Transdiagnostic Approach to Addiction

Transdiagnostic Approach to Addiction

According to the newly revised DSM V, nearly all psychopathology has some form of emotional dysregulation. For the first time addiction is now considered as a behavioural problem and not just linked to pharmaceutical substance and addictions to sex and gaming etc have been moved from the “impulse control” category to the substance related and addictive disorders section. It has been well documented that behavioural addiction such as gambling, gaming, sex etc… share neurological and etiological clinical features with substance use addictions, but these have traditionally been treated differently.
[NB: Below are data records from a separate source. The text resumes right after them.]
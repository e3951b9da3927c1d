// Transcript Booster - Viewport-driven virtualization for long chat transcripts
// Copyright (C) 2025  Simon Peter Rothgang
//
// This program is free software: you can redistribute it and/or modify
// it under the terms of the GNU Affero General Public License as
// published by the Free Software Foundation, either version 3 of the
// License, or (at your option) any later version.
//
// This program is distributed in the hope that it will be useful,
// but WITHOUT ANY WARRANTY; without even the implied warranty of
// MERCHANTABILITY or FITNESS FOR A PARTICULAR PURPOSE.  See the
// GNU Affero General Public License for more details.
//
// You should have received a copy of the GNU Affero General Public License
// along with this program.  If not, see <https://www.gnu.org/licenses/>.

//! The composition root: one `Booster` owns every piece of engine state.
//!
//! Nothing here returns an error to the caller once constructed. The booster
//! runs on a page it does not control, so a failure in one cycle is logged
//! and the next cycle tries again.

use crate::capture::CaptureSlot;
use crate::collapse::{AutoCollapseClassifier, CollapseOutcome};
use crate::config::{BoosterConfig, ConfigError, Selectors};
use crate::dom::{Document, NodeId, Selector};
use crate::export::{ExportError, Transcript, export_to_file, export_transcript};
use crate::hud::{Hud, HudStatus};
use crate::markup::MarkupPolicy;
use crate::panel::PanelPosition;
use crate::scanner::{DiscoveryScanner, ScanReport};
use crate::style::FROZEN_CLASS;
use crate::virtualize::{BatchOutcome, VisibilityClassifier};
use std::path::Path;
use std::time::Instant;

pub struct Booster {
    config: BoosterConfig,
    selectors: Selectors,
    frozen_selector: Selector,
    scanner: DiscoveryScanner,
    visibility: VisibilityClassifier,
    /// `None` when auto-collapse is disabled.
    collapse: Option<AutoCollapseClassifier>,
    capture: CaptureSlot,
    policy: Option<MarkupPolicy>,
    hud: Option<Hud>,
    session_id: String,
    span: tracing::Span,
}

impl Booster {
    pub fn new(config: BoosterConfig) -> Result<Self, ConfigError> {
        let selectors = config.validate()?;
        let frozen_selector = Selector::parse(&format!(".{FROZEN_CLASS}"))
            .map_err(|source| ConfigError::Selector { field: "frozenClass", source })?;
        let session_id = uuid::Uuid::new_v4().to_string();
        let span = tracing::info_span!("booster", session = %session_id);
        let visibility =
            VisibilityClassifier::new(None, config.viewport_margin, config.min_item_height);
        let collapse = config.auto_collapse_enabled.then(|| {
            AutoCollapseClassifier::new(
                None,
                config.collapse_margin,
                config.fold_height_threshold,
                config.collapse_delay(),
            )
        });
        let capture = CaptureSlot::new(config.capture_url_marker.clone());
        Ok(Self {
            config,
            selectors,
            frozen_selector,
            scanner: DiscoveryScanner::new(),
            visibility,
            collapse,
            capture,
            policy: None,
            hud: None,
            session_id,
            span,
        })
    }

    #[must_use]
    pub fn config(&self) -> &BoosterConfig {
        &self.config
    }

    #[must_use]
    pub fn selectors(&self) -> &Selectors {
        &self.selectors
    }

    #[must_use]
    pub fn session_id(&self) -> &str {
        &self.session_id
    }

    #[must_use]
    pub fn capture(&self) -> &CaptureSlot {
        &self.capture
    }

    #[must_use]
    pub fn tracked_blocks(&self) -> usize {
        self.scanner.tracked_blocks()
    }

    #[must_use]
    pub fn container(&self, doc: &Document) -> Option<NodeId> {
        self.scanner.container(doc)
    }

    #[must_use]
    pub fn hud_element(&self) -> Option<NodeId> {
        self.hud.as_ref().map(Hud::element)
    }

    /// Establish the markup policy and create the status display.
    pub fn install(&mut self, doc: &mut Document, position: Option<PanelPosition>) {
        let _guard = self.span.enter();
        match MarkupPolicy::establish(doc) {
            Ok(policy) => {
                tracing::debug!(policy = policy.name(), "markup policy established");
                self.policy = Some(policy);
            }
            Err(err) => tracing::warn!("markup policy rejected, using plain text: {err}"),
        }
        self.hud = Some(Hud::install(doc, position));
        tracing::info!(
            viewport_margin = self.config.viewport_margin,
            auto_collapse = self.collapse.is_some(),
            "booster installed"
        );
    }

    pub fn scan(&mut self, doc: &Document) -> ScanReport {
        let _guard = self.span.enter();
        self.scanner.scan(doc, &self.selectors, &mut self.visibility, self.collapse.as_mut())
    }

    /// Deliver pending intersection records to both classifiers.
    pub fn process_intersections(
        &mut self,
        doc: &mut Document,
        now: Instant,
    ) -> (BatchOutcome, CollapseOutcome) {
        let _guard = self.span.enter();
        let batch = self.visibility.process(doc);
        let collapse = self.collapse.as_mut().map(|c| c.process(doc, now)).unwrap_or_default();
        (batch, collapse)
    }

    #[must_use]
    pub fn next_collapse_deadline(&self) -> Option<Instant> {
        self.collapse.as_ref().and_then(AutoCollapseClassifier::next_deadline)
    }

    pub fn fire_collapse_timers(&mut self, doc: &mut Document, now: Instant) -> Vec<NodeId> {
        let _guard = self.span.enter();
        self.collapse.as_mut().map(|c| c.fire_due(doc, now)).unwrap_or_default()
    }

    /// Offer a network response to the capture slot.
    pub fn offer_response(&mut self, url: &str, body: &str) -> bool {
        let _guard = self.span.enter();
        self.capture.offer(url, body)
    }

    /// Status with the frozen count recomputed from the page.
    pub fn status(&mut self, doc: &Document) -> HudStatus {
        let total = self.visibility.observed();
        let frozen = self.visibility.frozen_count(doc, &self.frozen_selector, total);
        HudStatus { frozen, total, capture: self.capture.status() }
    }

    /// Recompute the status and write it to the HUD, if installed.
    pub fn refresh_hud(&mut self, doc: &mut Document) -> HudStatus {
        let _guard = self.span.clone().entered();
        let status = self.status(doc);
        if let Some(hud) = self.hud.as_mut() {
            hud.render(doc, self.policy.as_ref(), &status);
        }
        status
    }

    /// Export with the same discovery the scanner uses.
    pub fn export(&self, doc: &mut Document) -> Result<Transcript, ExportError> {
        let _guard = self.span.enter();
        let container = self.scanner.container(doc);
        export_transcript(doc, container, &self.selectors)
    }

    /// Export and write Markdown to `path`; no file on failure.
    pub async fn export_to_file(&self, doc: &mut Document, path: &Path) -> Result<Transcript, ExportError> {
        let container = self.scanner.container(doc);
        export_to_file(doc, container, &self.selectors, path).await
    }
}

impl std::fmt::Debug for Booster {
    fn fmt(&self, f: &mut std::fmt::Formatter<'_>) -> std::fmt::Result {
        f.debug_struct("Booster")
            .field("session_id", &self.session_id)
            .field("tracked_blocks", &self.scanner.tracked_blocks())
            .field("auto_collapse", &self.collapse.is_some())
            .finish_non_exhaustive()
    }
}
The National Institute of Mental Health’s Research Domain (RDoC) is promoting a transdiagnostic approach to classifying mental disorders, based more on neurobiology and behaviour than on a list of symptoms.

As regard to addictive disorders we can see many similarities between substance- based addictions and behavioural- based addiction. At a neurological level they both share a dysregulation in the dopamine reward pathways and although a dysregulation may be different for substance addiction and behavioural addiction, they both clearly act upon the dopaminergic reward pathways. These result in similar expressions such as deficits in executive functioning related to decision making, impulsiveness and difficulties in delaying reward.

Emotion is described as having an interpersonal function that pathology interferes with and there is good evidence of this interference at a substance- based addiction level where impaired facial emotion expression recognition has been documented in alcoholics and opiate users (Konreich et al 2003), with opiate users being more sensitive to facial expression of disgust (Martin et al 2006), but more research is needed into emotional facial expression recognition in behavioural- based addiction.

A transdiagnostic approach to pathology has been developed for anxiety, depression and eating disorders and is now being applied to the field of addiction treatment. This accounts for the very high levels of comorbidity often experienced by people suffering from addiction disorders.

It also points to the fact that there may exist common processes across different disorders

Treatment for one disorder may affect another

The RDoC has outlined some domains or constructs that may be core themes related to pathology that can be extrapolated to addiction disorders, these are:

  1. Negative valence systems (fear, anxiety)
  2. Positive valence (reward, effort, reward prediction)
  3. Cognitive systems (attention, perception, cog control and working memory)
  4. Social processes (attachment, facial expressions, empathy)
  5. Arousal (sleep regulation and arousal)

A transdiagnostic approach can be useful for refining categorical diagnosis of pathology, identifying common emotional related causes or maintenance processes and give direction to treatment with an emphasis on emotional change.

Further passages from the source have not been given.